The emergence of China as a security and development partner of most South Asian countries remains a complicated facet of the country’s politico-economic statecraft that will challenge India’s ability to shape political outcomes in its neighbourhood. Given the glaring gap in China’s and India’s relative economic power, geopolitical prudence does not lie in India trying to play a catch-up game with China. However, the question is how does India define success in its neighbourhood? On a hard nose reading of its capabilities, how should India project its aspirations, what it can promise and deliver? Such a policy conundrum is also existent in India’s extended neighbourhood. Despite India’s substantial growth in ties with the Association of Southeast Asian Nations (ASEAN) as an institution and with the individual countries, India’s power gap vis-à-vis China severely limits India’s ability to turn aspirations into reality. As such, in a clear material sense, there is not much of a rivalry between India and China. A recognition of this reality is required to re-calibrate India’s policy to not compete with China, but to maximise India’s gains and minimise its losses. India’s growing emphasis on sub-regional projects through its Act East Policy and through institutional mechanisms like the BIMSTEC (Bay of Bengal Initiative for Multi-Sectoral Technical and Economic Cooperation), as opposed to the grandiosity seen in China’s Belt and Road Initiative (BRI) is perhaps a step in the right direction that needs to be followed with implementation and timely delivery.

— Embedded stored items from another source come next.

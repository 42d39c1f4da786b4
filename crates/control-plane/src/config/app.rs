//! Application configuration for the Autopilot Control Plane server.

use serde::Deserialize;
use std::time::Duration;

/// Application configuration loaded from environment variables.
///
/// Environment variables are prefixed with `AUTOPILOT_`:
/// - `AUTOPILOT_HOST`: Server bind address (default: "0.0.0.0")
/// - `AUTOPILOT_PORT`: Server port (default: 8000)
/// - `AUTOPILOT_DEBUG`: Enable debug mode (default: false)
/// - `AUTOPILOT_SERVER_NAME`: Server name for identification
/// - `AUTOPILOT_LOG_JSON`: Emit JSON log lines (default: false)
/// - `AUTOPILOT_KEEPALIVE_SECS`: Idle window before an event stream keepalive (default: 30)
/// - `AUTOPILOT_EVENT_BUFFER`: Live events buffered per subscriber (default: 256)
/// - `AUTOPILOT_EVENT_HISTORY`: Events retained per run for late subscribers (default: 512)
/// - `AUTOPILOT_SHUTDOWN_GRACE_SECS`: Wait for runs to wind down on shutdown (default: 5)
/// - `AUTOPILOT_NOTIFY_WEBHOOK`: Webhook URL for run notifications (optional)
#[derive(Debug, Clone, Deserialize)]
pub struct AppConfig {
    /// Server bind address
    #[serde(default = "default_host")]
    pub host: String,

    /// Server port
    #[serde(default = "default_port")]
    pub port: u16,

    /// Enable debug mode
    #[serde(default)]
    pub debug: bool,

    /// Server name for identification
    #[serde(default = "default_server_name")]
    pub server_name: String,

    /// Emit JSON formatted logs
    #[serde(default)]
    pub log_json: bool,

    #[serde(default = "default_keepalive_secs")]
    pub keepalive_secs: u64,

    #[serde(default = "default_event_buffer")]
    pub event_buffer: usize,

    #[serde(default = "default_event_history")]
    pub event_history: usize,

    #[serde(default = "default_shutdown_grace_secs")]
    pub shutdown_grace_secs: u64,

    /// Notification webhook (optional, logs notifications when absent)
    #[serde(default)]
    pub notify_webhook: Option<String>,
}

fn default_host() -> String {
    "0.0.0.0".to_string()
}

fn default_port() -> u16 {
    8000
}

fn default_server_name() -> String {
    "autopilot-control-plane".to_string()
}

fn default_keepalive_secs() -> u64 {
    30
}

fn default_event_buffer() -> usize {
    256
}

fn default_event_history() -> usize {
    512
}

fn default_shutdown_grace_secs() -> u64 {
    5
}

impl AppConfig {
    /// Load configuration from environment variables.
    ///
    /// Environment variables are prefixed with `AUTOPILOT_`.
    pub fn from_env() -> Result<Self, envy::Error> {
        envy::prefixed("AUTOPILOT_").from_env::<AppConfig>()
    }

    /// Get the server bind address as a string suitable for `TcpListener::bind`.
    pub fn bind_address(&self) -> String {
        format!("{}:{}", self.host, self.port)
    }

    pub fn keepalive(&self) -> Duration {
        Duration::from_secs(self.keepalive_secs.max(1))
    }

    pub fn shutdown_grace(&self) -> Duration {
        Duration::from_secs(self.shutdown_grace_secs)
    }
}

impl Default for AppConfig {
    fn default() -> Self {
        Self {
            host: default_host(),
            port: default_port(),
            debug: false,
            server_name: default_server_name(),
            log_json: false,
            keepalive_secs: default_keepalive_secs(),
            event_buffer: default_event_buffer(),
            event_history: default_event_history(),
            shutdown_grace_secs: default_shutdown_grace_secs(),
            notify_webhook: None,
        }
    }
}

#[cfg(test)]
mod tests {
    use super::*;

    #[test]
    fn test_default_config() {
        let config = AppConfig::default();
        assert_eq!(config.host, "0.0.0.0");
        assert_eq!(config.port, 8000);
        assert!(!config.debug);
        assert_eq!(config.keepalive(), Duration::from_secs(30));
        assert!(config.notify_webhook.is_none());
    }

    #[test]
    fn test_bind_address() {
        let config = AppConfig::default();
        assert_eq!(config.bind_address(), "0.0.0.0:8000");
    }

    #[test]
    fn test_keepalive_never_zero() {
        let config = AppConfig {
            keepalive_secs: 0,
            ..AppConfig::default()
        };
        assert_eq!(config.keepalive(), Duration::from_secs(1));
    }
}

A better appreciation of the role of power in the international system and its impact on Indian foreign policy will augur well for the future of the nation’s standing regionally and globally. Choices in foreign policy come at a cost. The challenge is in knowing not only the costs, but to engage in a clear-headed calculation of the costs that India can and cannot incur. Will choosing new partners come at the cost of old partners? To what extent can India manage its ties with multiple poles of power in a “purposeful pursuit of national interest”? As the Indian foreign policy establishment aims to break new ground, and move toward outcome-oriented policies, greater realism would suggest New Delhi be mindful of what its national power can and cannot acquire, and hence to cut its coat according to the cloth. That would be the peak of Indian foreign policy practice in the multi-polar era.